We can be lazy and ask R to calculate the predictions with prediction interval.
newdata <- data.frame(education = c(12, 12),
exper = c(10, 15),
row.names = c("Maria", "Jane"))
pred_wages <- predict(regB, newdata, interval = "prediction")
cbind(newdata, round(pred_wages, 2))
The result shows that the model is not great for prediction, because of the wide intervals. Still the model can be good for estimating marginal effects!
Ok, we read the file from our favorite place.
usedcars <- read.csv("M:/Undervisning/Undervisningh21/Data/used_cars.csv")
head(usedcars)
We could get rid of the disturbing extra decimals by using round(price, 2)
but let’s not bother. We run the mentioned regressions as follows.
regA <- lm(price ~ mileage + newprice, data = usedcars)
regB <- lm(price ~ age + mileage + newprice, data = usedcars)
#or: regB <- update(regA, . ~. + age)
coef(regA)
## (Intercept) mileage newprice
## -21.0148029 -0.7820433 0.9284720
coef(regB)
## (Intercept) age mileage newprice
## 5.1487847 -10.2882781 -0.1285636 0.8956327
So we get respectively \[ price = -21 - 0.78 \cdot mileage + 0.92 \cdot newprice \] \[ price = 5.15 - 10.29 \cdot age - 0.13\cdot mileage + 0.89 \cdot newprice \] for model A, B.

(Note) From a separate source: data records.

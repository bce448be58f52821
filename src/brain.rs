use rand::Rng;
use tracing::{error, warn};

use crate::genome::{Genome, Specialization, OUTPUT_SIZE};

/// Controller action vector, every channel in [0, 1].
#[derive(Clone, Copy, Debug, Default, PartialEq)]
pub struct ActionVector {
    pub thrust: f32,
    pub rotation: f32,
    pub sprint: f32,
    pub mate: f32,
    pub attack: f32,
}

impl ActionVector {
    pub fn from_outputs(o: &[f32; OUTPUT_SIZE]) -> Self {
        Self {
            thrust: o[0],
            rotation: o[1],
            sprint: o[2],
            mate: o[3],
            attack: o[4],
        }
    }
}

/// Recurrent controller storage where each slot can have its own dimensions.
/// Weights are kept flattened row-major; the hidden state is the recurrent
/// memory concatenated into the next frame's input.
pub struct ControllerBank {
    capacity: usize,
    /// Flattened (input+hidden) x hidden. [slot][from * hidden + to]
    w1: Vec<Vec<f32>>,
    /// Flattened hidden x OUTPUT_SIZE. [slot][from * OUTPUT_SIZE + to]
    w2: Vec<Vec<f32>>,
    hidden: Vec<Vec<f32>>,
    spec: Vec<Option<Specialization>>,
    active: Vec<bool>,
    mismatch_logged: Vec<bool>,
}

impl ControllerBank {
    pub fn new(capacity: usize) -> Self {
        Self {
            capacity,
            w1: vec![Vec::new(); capacity],
            w2: vec![Vec::new(); capacity],
            hidden: vec![Vec::new(); capacity],
            spec: vec![None; capacity],
            active: vec![false; capacity],
            mismatch_logged: vec![false; capacity],
        }
    }

    /// Initialize a slot from a genome. Shape-mismatched weights are
    /// discarded and replaced with fresh random ones rather than failing:
    /// stale genomes from other specializations must never crash a frame.
    pub fn init_from_genome(&mut self, slot: usize, genome: &Genome, rng: &mut impl Rng) {
        self.ensure_capacity(slot + 1);

        let source;
        let genome = if genome.shape_matches() {
            genome
        } else {
            warn!(
                genome_id = genome.id,
                specialization = ?genome.specialization,
                "controller weights do not match expected shape; reinitializing"
            );
            source = Genome::random(genome.id, genome.specialization, rng);
            &source
        };

        let profile = genome.specialization.profile();
        self.w1[slot] = flatten(&genome.w1);
        self.w2[slot] = flatten(&genome.w2);
        self.hidden[slot] = vec![0.0; profile.hidden_size];
        self.spec[slot] = Some(genome.specialization);
        self.active[slot] = true;
        self.mismatch_logged[slot] = false;
    }

    pub fn deactivate(&mut self, slot: usize) {
        if slot < self.active.len() {
            self.active[slot] = false;
        }
    }

    pub fn is_active(&self, slot: usize) -> bool {
        self.active.get(slot).copied().unwrap_or(false)
    }

    pub fn hidden_state(&self, slot: usize) -> Option<&[f32]> {
        if self.is_active(slot) {
            self.hidden.get(slot).map(Vec::as_slice)
        } else {
            None
        }
    }

    /// Adopt an externally computed hidden state (accelerator path). Wrong
    /// lengths reset the state to zeros instead of corrupting the slot.
    pub fn adopt_hidden(&mut self, slot: usize, hidden: Vec<f32>) {
        if !self.is_active(slot) {
            return;
        }
        if hidden.len() == self.hidden[slot].len() && hidden.iter().all(|v| v.is_finite()) {
            self.hidden[slot] = hidden;
        } else {
            error!(slot, "malformed hidden state adopted; resetting to zeros");
            let len = self.hidden[slot].len();
            self.hidden[slot] = vec![0.0; len];
        }
    }

    /// One forward pass: `hidden = sigma(W1^T [inputs; prev_hidden])`,
    /// `action = sigma(W2^T hidden)`. Pure given (weights, inputs, hidden).
    /// Returns `None` for inactive slots.
    pub fn forward(&mut self, slot: usize, inputs: &[f32]) -> Option<ActionVector> {
        if !self.is_active(slot) {
            return None;
        }
        let spec = self.spec[slot]?;
        let input_len = spec.input_len();
        let hidden_len = spec.profile().hidden_size;

        let neutral;
        let inputs = if inputs.len() != input_len {
            if !self.mismatch_logged[slot] {
                warn!(
                    slot,
                    got = inputs.len(),
                    expected = input_len,
                    "input vector length mismatch; substituting neutral inputs"
                );
                self.mismatch_logged[slot] = true;
            }
            neutral = vec![0.0; input_len];
            &neutral[..]
        } else if inputs.iter().any(|v| !v.is_finite()) {
            error!(slot, "non-finite perception inputs; substituting neutral vector");
            self.hidden[slot] = vec![0.0; hidden_len];
            neutral = vec![0.0; input_len];
            &neutral[..]
        } else {
            inputs
        };

        let w1 = &self.w1[slot];
        let w2 = &self.w2[slot];
        let prev = &self.hidden[slot];

        let mut new_hidden = vec![0.0f32; hidden_len];
        for (i, h) in new_hidden.iter_mut().enumerate() {
            let mut sum = 0.0f32;
            for (j, &x) in inputs.iter().enumerate() {
                sum += x * w1[j * hidden_len + i];
            }
            for (k, &p) in prev.iter().enumerate() {
                sum += p * w1[(input_len + k) * hidden_len + i];
            }
            *h = sigmoid(sum);
        }

        let mut out = [0.0f32; OUTPUT_SIZE];
        for (o, slot_out) in out.iter_mut().enumerate() {
            let mut sum = 0.0f32;
            for (i, &h) in new_hidden.iter().enumerate() {
                sum += h * w2[i * OUTPUT_SIZE + o];
            }
            *slot_out = sigmoid(sum);
        }

        self.hidden[slot] = new_hidden;
        Some(ActionVector::from_outputs(&out))
    }

    fn ensure_capacity(&mut self, needed: usize) {
        if needed > self.capacity {
            let new_cap = needed.max(self.capacity * 2);
            self.w1.resize(new_cap, Vec::new());
            self.w2.resize(new_cap, Vec::new());
            self.hidden.resize(new_cap, Vec::new());
            self.spec.resize(new_cap, None);
            self.active.resize(new_cap, false);
            self.mismatch_logged.resize(new_cap, false);
            self.capacity = new_cap;
        }
    }
}

fn flatten(rows: &[Vec<f32>]) -> Vec<f32> {
    rows.iter().flat_map(|r| r.iter().copied()).collect()
}

#[inline]
fn sigmoid(x: f32) -> f32 {
    1.0 / (1.0 + (-x).exp())
}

The estimate jumps from -0.78 to -0.13 when we also include age.
Since age
and mileage
is very correlated, when we only include mileage in model A this effect also covers a lot of the “age effect”. When we actively include age in the model, we can isolate the effect of mileage so that the effect on cars of same age can be estimated.
None of them are in fact wrong, but the parameter in question is not actually the same effect as described above. That’s why we get different intervals. However, we can say that -0.78 is a wrong estimate for the marginal effect of mileage
.
Suppose prices on average drop by \(p\) percent per year of age, and by \(q\) per added 1000km of mileage. Then a model for the price \(Y\), given \(X_1, X_2, X_3\) as in exercise is as follows. \[ Y = X_1 \cdot \left( 1 - \frac{p}{100} \right)^{X_2}\cdot \left( 1 - \frac{q}{100} \right)^{X_3} + \mathcal{E}\;. \] This is a highly nonlinear model. We will learn in subsequent chapters how to estimate parameters for this and other types of non-linear models. To clean up a little bit: It will often be more convenient to model errors as multiplicative rather than additive for such models. Also, with \[ r = \left( 1 - \frac{p}{100} \right), \quad s = \left( 1 - \frac{q}{100} \right)\;, \] we can reformulate the model more compactly as \[ Y = X_1 \cdot r^{X_2}\cdot s^{X_3} \mathcal{E}\;. \] The interesting parameters to estimate here would be \(r\) and \(s\). For example, an \(r\) at \(0.88\) would imply an average value loss of 12 % per year of age for used cars.